## Task goal
Below are the records; copy exactly the stretch from the line containing "A completed unit." through the line containing "pub fn total_bytes(&self)", both ends included, and nothing else.

## Dataset excerpts
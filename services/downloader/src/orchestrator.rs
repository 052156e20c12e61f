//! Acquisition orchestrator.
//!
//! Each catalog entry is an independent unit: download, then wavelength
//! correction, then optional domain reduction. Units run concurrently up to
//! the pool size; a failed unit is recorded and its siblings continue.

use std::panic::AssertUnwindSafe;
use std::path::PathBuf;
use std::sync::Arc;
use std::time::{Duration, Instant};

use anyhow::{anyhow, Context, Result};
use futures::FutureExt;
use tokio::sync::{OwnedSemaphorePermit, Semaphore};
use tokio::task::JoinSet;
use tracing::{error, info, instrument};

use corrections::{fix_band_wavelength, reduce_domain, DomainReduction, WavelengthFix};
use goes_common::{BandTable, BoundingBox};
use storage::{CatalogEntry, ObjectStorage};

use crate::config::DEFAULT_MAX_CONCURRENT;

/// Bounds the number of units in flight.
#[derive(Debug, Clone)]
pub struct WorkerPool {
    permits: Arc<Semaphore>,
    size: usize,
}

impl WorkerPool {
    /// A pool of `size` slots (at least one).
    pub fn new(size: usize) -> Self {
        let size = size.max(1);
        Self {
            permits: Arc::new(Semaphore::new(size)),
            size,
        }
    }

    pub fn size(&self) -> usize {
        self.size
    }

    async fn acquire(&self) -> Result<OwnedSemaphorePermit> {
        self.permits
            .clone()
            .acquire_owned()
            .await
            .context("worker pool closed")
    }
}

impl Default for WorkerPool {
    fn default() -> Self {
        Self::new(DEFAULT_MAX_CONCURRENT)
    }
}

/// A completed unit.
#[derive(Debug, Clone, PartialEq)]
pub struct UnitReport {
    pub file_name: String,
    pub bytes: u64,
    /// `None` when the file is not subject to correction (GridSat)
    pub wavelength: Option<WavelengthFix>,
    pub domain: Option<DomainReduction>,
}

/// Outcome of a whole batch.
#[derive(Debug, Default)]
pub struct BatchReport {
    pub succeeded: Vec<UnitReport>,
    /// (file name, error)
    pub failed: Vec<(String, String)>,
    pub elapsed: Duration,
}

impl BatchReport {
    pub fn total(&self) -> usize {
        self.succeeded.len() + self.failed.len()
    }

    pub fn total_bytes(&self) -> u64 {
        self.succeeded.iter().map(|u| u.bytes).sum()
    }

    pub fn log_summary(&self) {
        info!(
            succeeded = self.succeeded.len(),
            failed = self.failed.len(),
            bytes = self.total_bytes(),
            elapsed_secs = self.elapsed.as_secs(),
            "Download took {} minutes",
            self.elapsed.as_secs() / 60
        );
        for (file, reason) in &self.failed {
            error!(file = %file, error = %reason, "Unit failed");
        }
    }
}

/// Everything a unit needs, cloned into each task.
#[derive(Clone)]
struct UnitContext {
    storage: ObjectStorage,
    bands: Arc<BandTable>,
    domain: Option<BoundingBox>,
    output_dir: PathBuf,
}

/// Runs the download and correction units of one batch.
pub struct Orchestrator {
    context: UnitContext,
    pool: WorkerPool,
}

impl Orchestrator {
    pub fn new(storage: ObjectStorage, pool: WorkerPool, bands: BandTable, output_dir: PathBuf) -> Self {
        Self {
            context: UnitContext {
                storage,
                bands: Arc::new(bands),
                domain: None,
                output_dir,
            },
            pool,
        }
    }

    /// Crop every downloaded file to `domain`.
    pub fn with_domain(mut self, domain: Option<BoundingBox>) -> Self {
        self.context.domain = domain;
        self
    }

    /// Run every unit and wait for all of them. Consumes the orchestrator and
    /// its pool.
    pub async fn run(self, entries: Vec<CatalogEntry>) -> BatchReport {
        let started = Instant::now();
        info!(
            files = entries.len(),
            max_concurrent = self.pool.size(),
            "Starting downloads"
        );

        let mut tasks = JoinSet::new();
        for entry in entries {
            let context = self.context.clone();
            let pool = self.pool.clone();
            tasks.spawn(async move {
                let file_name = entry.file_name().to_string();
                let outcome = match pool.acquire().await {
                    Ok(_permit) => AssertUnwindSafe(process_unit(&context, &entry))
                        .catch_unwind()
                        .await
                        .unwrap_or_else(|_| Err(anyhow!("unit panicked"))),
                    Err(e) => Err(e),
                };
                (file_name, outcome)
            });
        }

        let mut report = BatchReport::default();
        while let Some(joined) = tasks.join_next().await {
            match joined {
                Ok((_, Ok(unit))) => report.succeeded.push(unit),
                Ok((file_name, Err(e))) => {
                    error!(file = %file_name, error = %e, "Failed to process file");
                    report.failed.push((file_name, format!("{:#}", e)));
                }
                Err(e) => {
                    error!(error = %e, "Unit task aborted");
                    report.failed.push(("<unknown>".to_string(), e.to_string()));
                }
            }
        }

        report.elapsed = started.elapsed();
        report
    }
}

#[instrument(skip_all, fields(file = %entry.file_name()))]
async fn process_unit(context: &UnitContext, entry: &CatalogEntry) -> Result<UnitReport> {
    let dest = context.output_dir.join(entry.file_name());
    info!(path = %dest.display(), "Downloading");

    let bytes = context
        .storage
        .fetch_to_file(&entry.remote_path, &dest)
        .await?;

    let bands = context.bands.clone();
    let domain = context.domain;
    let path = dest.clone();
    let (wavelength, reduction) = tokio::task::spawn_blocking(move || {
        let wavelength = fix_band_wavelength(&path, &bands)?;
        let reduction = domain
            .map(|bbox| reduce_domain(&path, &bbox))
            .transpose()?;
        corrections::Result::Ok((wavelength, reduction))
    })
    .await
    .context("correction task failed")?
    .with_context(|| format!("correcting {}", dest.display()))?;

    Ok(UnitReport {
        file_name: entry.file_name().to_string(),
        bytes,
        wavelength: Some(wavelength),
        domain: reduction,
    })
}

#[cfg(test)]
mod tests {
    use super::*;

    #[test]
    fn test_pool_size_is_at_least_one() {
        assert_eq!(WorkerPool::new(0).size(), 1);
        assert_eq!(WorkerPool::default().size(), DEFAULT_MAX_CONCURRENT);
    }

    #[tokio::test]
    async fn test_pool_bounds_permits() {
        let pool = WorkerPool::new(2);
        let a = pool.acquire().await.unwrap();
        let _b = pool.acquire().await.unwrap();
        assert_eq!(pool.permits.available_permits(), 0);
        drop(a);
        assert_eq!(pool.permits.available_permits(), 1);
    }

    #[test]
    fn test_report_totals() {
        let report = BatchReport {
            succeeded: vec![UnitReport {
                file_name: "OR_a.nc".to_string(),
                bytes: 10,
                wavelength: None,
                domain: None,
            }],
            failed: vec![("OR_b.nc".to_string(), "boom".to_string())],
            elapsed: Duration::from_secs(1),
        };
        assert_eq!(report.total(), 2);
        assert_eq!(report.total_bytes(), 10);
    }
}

## Answer below
/// A completed unit.
#[derive(Debug, Clone, PartialEq)]
pub struct UnitReport {
    pub file_name: String,
    pub bytes: u64,
    /// `None` when the file is not subject to correction (GridSat)
    pub wavelength: Option<WavelengthFix>,
    pub domain: Option<DomainReduction>,
}

/// Outcome of a whole batch.
#[derive(Debug, Default)]
pub struct BatchReport {
    pub succeeded: Vec<UnitReport>,
    /// (file name, error)
    pub failed: Vec<(String, String)>,
    pub elapsed: Duration,
}

impl BatchReport {
    pub fn total(&self) -> usize {
        self.succeeded.len() + self.failed.len()
    }

    pub fn total_bytes(&self) -> u64 {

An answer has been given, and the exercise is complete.